To explain these findings, the team built a computational model. The model revealed that clocks become more robust with higher concentrations of clock proteins, allowing thousands of vesicles to keep time reliably — even when protein amounts vary slightly between vesicles.
The model also suggested another component of the natural circadian system — responsible for turning genes on and off — does not play a major role in maintaining individual clocks but is essential for synchronizing clock timing across a population.
The researchers also noted that some clock proteins tend to stick to the walls of the vesicles, meaning a high total protein count is necessary to maintain proper function.
“This study shows that we can dissect and understand the core principles of biological timekeeping using simplified, synthetic systems,” Subramaniam said.
The work led by Subramaniam and LiWang advances the methodology for studying biological clocks, said Mingxu Fang, a microbiology professor at Ohio State University and an expert in circadian clocks.
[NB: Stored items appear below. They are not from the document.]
use crate::analysis::TextSpan;
use chrono::{DateTime, Utc};
use serde::{Deserialize, Serialize};
use std::fmt;
use std::future::Future;
use std::pin::Pin;
use strum::{Display, EnumIter, EnumString};

pub const MAX_FEEDBACK_PRIORITY: u8 = 10;

#[derive(
    Debug, Clone, Copy, PartialEq, Eq, Hash, Serialize, Deserialize, Display, EnumString, EnumIter,
)]
#[serde(rename_all = "snake_case")]
#[strum(serialize_all = "snake_case")]
pub enum FeedbackType {
    PlotIssue,
    CharacterInconsistency,
    StyleSuggestion,
    PacingAdvice,
    WorldbuildingTip,
    GrammarCorrection,
    ContentRecommendation,
    StructureSuggestion,
}

#[derive(Debug, Clone, PartialEq, Serialize, Deserialize)]
pub struct FeedbackContext {
    #[serde(default, skip_serializing_if = "Option::is_none")]
    pub location: Option<TextSpan>,
    #[serde(default, skip_serializing_if = "Option::is_none")]
    pub related_content: Option<String>,
    pub timestamp: DateTime<Utc>,
}

#[derive(Debug, Clone, PartialEq, Serialize, Deserialize)]
pub struct FeedbackMetadata {
    pub source: String,
    pub confidence: f64,
    pub category: String,
}

#[derive(Debug, Clone, PartialEq, Serialize, Deserialize)]
pub struct Feedback {
    pub id: String,
    pub feedback_type: FeedbackType,
    pub message: String,
    /// 0..=10, higher is more urgent.
    pub priority: u8,
    pub context: FeedbackContext,
    pub metadata: FeedbackMetadata,
}

impl Feedback {
    pub fn new(feedback_type: FeedbackType, message: impl Into<String>, priority: u8) -> Self {
        Self {
            id: uuid::Uuid::new_v4().to_string(),
            feedback_type,
            message: message.into(),
            priority: priority.min(MAX_FEEDBACK_PRIORITY),
            context: FeedbackContext {
                location: None,
                related_content: None,
                timestamp: Utc::now(),
            },
            metadata: FeedbackMetadata {
                source: "manual".into(),
                confidence: 1.0,
                category: feedback_type.to_string(),
            },
        }
    }

    pub fn at(mut self, start: usize, end: usize) -> Self {
        self.context.location = Some(TextSpan { start, end });
        self
    }

    pub fn with_related(mut self, content: impl Into<String>) -> Self {
        self.context.related_content = Some(content.into());
        self
    }

    pub fn with_metadata(
        mut self,
        source: impl Into<String>,
        confidence: f64,
        category: impl Into<String>,
    ) -> Self {
        self.metadata = FeedbackMetadata {
            source: source.into(),
            confidence,
            category: category.into(),
        };
        self
    }
}

#[derive(Debug, Clone, Copy, PartialEq, Eq, Hash, Serialize, Deserialize, Display, EnumString)]
#[serde(rename_all = "snake_case")]
#[strum(serialize_all = "snake_case")]
pub enum ResponseAction {
    Accepted,
    Rejected,
    Ignored,
}

/// Delivery mechanism of a strategy. At most one strategy per kind is
/// registered on a controller; strategies outside the built-in pair name
/// themselves through `Custom`.
#[derive(Debug, Clone, PartialEq, Eq, Hash, Serialize, Deserialize)]
#[serde(rename_all = "snake_case")]
pub enum StrategyKind {
    InlineComment,
    StatusBar,
    Custom(String),
}

impl StrategyKind {
    pub fn custom(name: impl Into<String>) -> Self {
        Self::Custom(name.into())
    }
}

impl fmt::Display for StrategyKind {
    fn fmt(&self, f: &mut fmt::Formatter<'_>) -> fmt::Result {
        match self {
            Self::InlineComment => f.write_str("inline_comment"),
            Self::StatusBar => f.write_str("status_bar"),
            Self::Custom(name) => f.write_str(name),
        }
    }
}

#[derive(Debug, Clone, PartialEq, Serialize, Deserialize)]
pub struct FeedbackResponse {
    pub feedback_id: String,
    pub action: ResponseAction,
    pub timestamp: DateTime<Utc>,
    /// Channel the feedback was shown on, when known.
    #[serde(default, skip_serializing_if = "Option::is_none")]
    pub context: Option<StrategyKind>,
}

impl FeedbackResponse {
    pub fn new(feedback_id: impl Into<String>, action: ResponseAction) -> Self {
        Self {
            feedback_id: feedback_id.into(),
            action,
            timestamp: Utc::now(),
            context: None,
        }
    }

    pub fn is_negative(&self) -> bool {
        matches!(self.action, ResponseAction::Rejected | ResponseAction::Ignored)
    }
}

/// A pluggable way of putting feedback in front of the user.
pub trait FeedbackStrategy: Send + Sync {
    fn kind(&self) -> StrategyKind;

    fn should_deliver(&self, feedback: &Feedback) -> bool;

    fn deliver<'a>(
        &'a self,
        feedback: &'a Feedback,
    ) -> Pin<Box<dyn Future<Output = anyhow::Result<()>> + Send + 'a>>;

    /// Preference among strategies that accept the same item; higher wins.
    fn priority(&self) -> u32;
}

#[cfg(test)]
mod tests {
    use super::*;

    #[test]
    fn priority_is_capped_at_ten() {
        let fb = Feedback::new(FeedbackType::PlotIssue, "gap", 42);
        assert_eq!(fb.priority, 10);
        assert_eq!(fb.metadata.category, "plot_issue");
    }

    #[test]
    fn negative_responses() {
        assert!(FeedbackResponse::new("a", ResponseAction::Ignored).is_negative());
        assert!(FeedbackResponse::new("a", ResponseAction::Rejected).is_negative());
        assert!(!FeedbackResponse::new("a", ResponseAction::Accepted).is_negative());
    }

    #[test]
    fn feedback_serializes_snake_case() {
        let fb = Feedback::new(FeedbackType::WorldbuildingTip, "map", 4).at(1, 3);
        let json = serde_json::to_value(&fb).unwrap();
        assert_eq!(json["feedback_type"], "worldbuilding_tip");
        assert_eq!(json["context"]["location"]["end"], 3);
        assert!(json["context"].get("related_content").is_none());
    }

    #[test]
    fn strategy_kind_names() {
        assert_eq!(StrategyKind::InlineComment.to_string(), "inline_comment");
        assert_eq!(StrategyKind::custom("toast").to_string(), "toast");
        let json = serde_json::to_value(StrategyKind::custom("toast")).unwrap();
        assert_eq!(json["custom"], "toast");
        assert_eq!(serde_json::to_value(StrategyKind::StatusBar).unwrap(), "status_bar");
    }
}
“The cyanobacterial circadian clock relies on slow biochemical reactions that are inherently noisy, and it has been proposed that high clock protein numbers are needed to buffer this noise,” Fang said. “This new study introduces a method to observe reconstituted clock reactions within size-adjustable vesicles that mimic cellular dimensions. This powerful tool enables direct testing of how and why organisms with different cell sizes may adopt distinct timing strategies, thereby deepening our understanding of biological timekeeping mechanisms across life forms.”
Subramaniam is a faculty member in the Department of Bioengineering and an affiliate of the Health Sciences Research Institute (HSRI). LiWang is a faculty member in the Department of Chemistry and Biochemistry, also affiliated with HSRI. He is a fellow of the American Academy of Microbiology and the 2025 recipient of the Dorothy Crowfoot Hodgkin Award from The Protein Society.
The work was supported by Subramaniam’s National Science Foundation CAREER award from the Division of Materials Research and by grants from the National Institutes of Health and Army Research Office awarded to LiWang. LiWang was supported by a fellowship from the NSF CREST Center for Cellular and Biomolecular Machines at UC Merced.